As of last Friday, Darmayan says that "80 percent" of Vetrazzo's production line in Richmond, Calif, had been packed and placed on trucks to a Polycor facility in Tate, Ga. The target date for reassembling the plant and starting the production line is Aug. 1.
Darmayan adds that training on slab finishing is set to begin this week with slabs shipped from the now-discontinued California plant.
The move will allow Vetrazzo C a material made of 85-percent recycled glass with a cement binder C to reach eastern U.S. major markets within a 500-mile radius, qualifying it for Leadership in Energy and Environmental Design (LEED®) points for regional sourcing as well for as the use of recycled materials.
Placing the manufacturing plant in Georgia will also lower manufacturing costs. "We're looking to decrease the price point," Darmayan says.
Vetrazzo's current distribution network will stay in place, Darmayan says, while adding the material to Polycor's product line/distribution; it retains Vetrazzo's sales strength on the West Coast, while Polycor's contacts in the northeast U.S. give the material a solid marketing base.
Polycor will also retain Vetrazzo's sales staff and other members of its executive team. James Sheppard, Vetrazzo's president, will also continue with the company "at least through the end of this year," Dormayan adds.

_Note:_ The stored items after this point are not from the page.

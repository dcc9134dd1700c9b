//! Cluster topology value types.
//!
//! An [`Endpoint`] names one database node. A [`ClusterTopology`] is what the
//! observer reads from the cluster manager each poll; a [`TopologyPush`] is its
//! wire form; a [`TopologyRecord`] is what a service instance keeps after
//! accepting a push.

use std::fmt;
use std::str::FromStr;
use std::sync::Arc;

use chrono::{DateTime, Utc};
use serde::{Deserialize, Serialize};

use crate::error::TopologyError;

/// Port assumed when a connection string does not name one.
pub const DEFAULT_PG_PORT: u16 = 5432;

const URL_SCHEMES: [&str; 2] = ["postgresql://", "postgres://"];

// ============================================================================
// ENDPOINT
// ============================================================================

/// A `host:port` pair identifying one node of the cluster.
#[derive(Debug, Clone, PartialEq, Eq, Hash, Serialize, Deserialize)]
pub struct Endpoint {
    pub host: String,
    pub port: u16,
}

impl Endpoint {
    pub fn new(host: impl Into<String>, port: u16) -> Self {
        Self {
            host: host.into(),
            port,
        }
    }
}

impl fmt::Display for Endpoint {
    fn fmt(&self, f: &mut fmt::Formatter<'_>) -> fmt::Result {
        write!(f, "{}:{}", self.host, self.port)
    }
}

impl FromStr for Endpoint {
    type Err = TopologyError;

    fn from_str(s: &str) -> Result<Self, Self::Err> {
        parse_host_port(s, None)
    }
}

/// Split `host[:port]`, falling back to `default_port` when the port is absent.
/// Bracketed IPv6 hosts (`[::1]:5432`) keep their brackets.
fn parse_host_port(s: &str, default_port: Option<u16>) -> Result<Endpoint, TopologyError> {
    let invalid = |reason: &str| TopologyError::InvalidEndpoint {
        value: s.to_string(),
        reason: reason.to_string(),
    };

    let s = s.trim();
    if s.is_empty() {
        return Err(invalid("empty endpoint"));
    }

    let split = if s.ends_with(']') { None } else { s.rsplit_once(':') };

    let (host, port) = match split {
        Some((host, port)) => {
            let port = port
                .parse::<u16>()
                .map_err(|_| invalid("port is not a number between 0 and 65535"))?;
            (host, port)
        }
        None => match default_port {
            Some(port) => (s, port),
            None => return Err(invalid("expected host:port")),
        },
    };

    if host.is_empty() {
        return Err(invalid("empty host"));
    }

    Ok(Endpoint::new(host, port))
}

// ============================================================================
// CONNECTION STRING
// ============================================================================

/// A validated database connection string.
///
/// Accepts either a `postgres://` / `postgresql://` URL or a bare `host[:port]`.
/// The raw text is kept verbatim so it round-trips through pushes and the
/// persisted record unchanged.
#[derive(Debug, Clone, PartialEq, Eq, Hash, Serialize, Deserialize)]
#[serde(try_from = "String", into = "String")]
pub struct ConnectionString {
    raw: String,
    endpoint: Endpoint,
    is_url: bool,
}

impl ConnectionString {
    pub fn parse(raw: &str) -> Result<Self, TopologyError> {
        let trimmed = raw.trim();
        let invalid = |reason: &str| TopologyError::InvalidConnectionString {
            value: raw.to_string(),
            reason: reason.to_string(),
        };

        if trimmed.is_empty() {
            return Err(invalid("empty connection string"));
        }

        if let Some(rest) = URL_SCHEMES.iter().find_map(|scheme| trimmed.strip_prefix(scheme)) {
            let authority = rest
                .split(['/', '?'])
                .next()
                .unwrap_or_default();
            let host_port = match authority.rsplit_once('@') {
                Some((_, host_port)) => host_port,
                None => authority,
            };
            let endpoint = parse_host_port(host_port, Some(DEFAULT_PG_PORT))
                .map_err(|e| invalid(&e.to_string()))?;
            return Ok(Self {
                raw: trimmed.to_string(),
                endpoint,
                is_url: true,
            });
        }

        if trimmed.contains("://") {
            return Err(invalid("unsupported scheme, expected postgres:// or postgresql://"));
        }

        let endpoint = parse_host_port(trimmed, Some(DEFAULT_PG_PORT))
            .map_err(|e| invalid(&e.to_string()))?;
        Ok(Self {
            raw: trimmed.to_string(),
            endpoint,
            is_url: false,
        })
    }

    pub fn as_str(&self) -> &str {
        &self.raw
    }

    /// The node this connection string targets.
    pub fn endpoint(&self) -> &Endpoint {
        &self.endpoint
    }

    /// Whether the raw form is a full URL (as opposed to a bare `host:port`).
    pub fn is_url(&self) -> bool {
        self.is_url
    }
}

impl fmt::Display for ConnectionString {
    fn fmt(&self, f: &mut fmt::Formatter<'_>) -> fmt::Result {
        f.write_str(&self.raw)
    }
}

impl TryFrom<String> for ConnectionString {
    type Error = TopologyError;

    fn try_from(value: String) -> Result<Self, Self::Error> {
        Self::parse(&value)
    }
}

impl From<ConnectionString> for String {
    fn from(value: ConnectionString) -> Self {
        value.raw
    }
}

/// Renders endpoints into connection strings for pushes.
///
/// The rendered form is `postgresql://{user}:@{host}:{port}/{dbname}`: the
/// password is left empty so credentials come from the consumer's environment.
#[derive(Debug, Clone, PartialEq, Eq)]
pub struct ConnectionTemplate {
    pub user: String,
    pub dbname: String,
}

impl ConnectionTemplate {
    pub fn new(user: impl Into<String>, dbname: impl Into<String>) -> Self {
        Self {
            user: user.into(),
            dbname: dbname.into(),
        }
    }

    pub fn render(&self, endpoint: &Endpoint) -> ConnectionString {
        ConnectionString {
            raw: format!(
                "postgresql://{}:@{}:{}/{}",
                self.user, endpoint.host, endpoint.port, self.dbname
            ),
            endpoint: endpoint.clone(),
            is_url: true,
        }
    }
}

// ============================================================================
// CLUSTER TOPOLOGY
// ============================================================================

/// Role assignment observed from the cluster manager in one poll.
///
/// An absent primary means the cluster cannot currently serve writes.
#[derive(Debug, Clone, Default, PartialEq, Eq, Serialize, Deserialize)]
pub struct ClusterTopology {
    pub primary: Option<Endpoint>,
    pub secondaries: Vec<Endpoint>,
}

impl ClusterTopology {
    pub fn new(primary: Endpoint, secondaries: Vec<Endpoint>) -> Self {
        Self {
            primary: Some(primary),
            secondaries,
        }
    }

    /// No primary, no secondaries.
    pub fn unknown() -> Self {
        Self::default()
    }

    pub fn is_known(&self) -> bool {
        self.primary.is_some()
    }

    /// Wire form of this topology, or `None` when no primary is known.
    pub fn to_push(&self, template: &ConnectionTemplate) -> Option<TopologyPush> {
        let primary = self.primary.as_ref()?;
        Some(TopologyPush {
            master_db: template.render(primary).into(),
            slave_dbs: self
                .secondaries
                .iter()
                .map(|s| template.render(s).into())
                .collect(),
        })
    }
}

/// Body of the topology push (`PUT /db`).
#[derive(Debug, Clone, PartialEq, Eq, Serialize, Deserialize)]
pub struct TopologyPush {
    pub master_db: String,
    #[serde(default)]
    pub slave_dbs: Vec<String>,
}

impl TopologyPush {
    pub fn new(master_db: impl Into<String>, slave_dbs: Vec<String>) -> Self {
        Self {
            master_db: master_db.into(),
            slave_dbs,
        }
    }

    /// Parse every connection string in the push.
    pub fn validate(&self) -> Result<(ConnectionString, Vec<ConnectionString>), TopologyError> {
        let primary = ConnectionString::parse(&self.master_db)?;
        let secondaries = self
            .slave_dbs
            .iter()
            .map(|s| ConnectionString::parse(s))
            .collect::<Result<Vec<_>, _>>()?;
        Ok((primary, secondaries))
    }
}

// ============================================================================
// TOPOLOGY RECORD
// ============================================================================

/// The last topology an instance accepted, with its local version.
#[derive(Debug, Clone, PartialEq, Eq, Serialize, Deserialize)]
pub struct TopologyRecord {
    pub primary: ConnectionString,
    pub secondaries: Vec<ConnectionString>,
    /// Monotonic per instance: each accepted push gets previous + 1.
    pub version: u64,
    pub received_at: DateTime<Utc>,
}

impl TopologyRecord {
    pub fn to_push(&self) -> TopologyPush {
        TopologyPush {
            master_db: self.primary.to_string(),
            slave_dbs: self.secondaries.iter().map(ToString::to_string).collect(),
        }
    }
}

/// What `current()` hands to the router.
#[derive(Debug, Clone, PartialEq, Eq)]
pub enum TopologySnapshot {
    Known(Arc<TopologyRecord>),
    Unknown,
}

impl TopologySnapshot {
    pub fn record(&self) -> Option<&Arc<TopologyRecord>> {
        match self {
            TopologySnapshot::Known(record) => Some(record),
            TopologySnapshot::Unknown => None,
        }
    }

    pub fn is_known(&self) -> bool {
        matches!(self, TopologySnapshot::Known(_))
    }

    pub fn version(&self) -> Option<u64> {
        self.record().map(|r| r.version)
    }
}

Sheppard formed part of the partnership in 2006 that revamped the operations of Vetrazzo (originally developed a decade earlier in Berkeley, Calif.) and moved production in October of that year to a former Ford Motor Co. plant in Richmond. The company gained large amount of media exposure for its emphasis on sustainability, and the use of its material for countertops in environmentalist/actor Ed Begley Jr.'s home-improvement TV series, Living with Ed.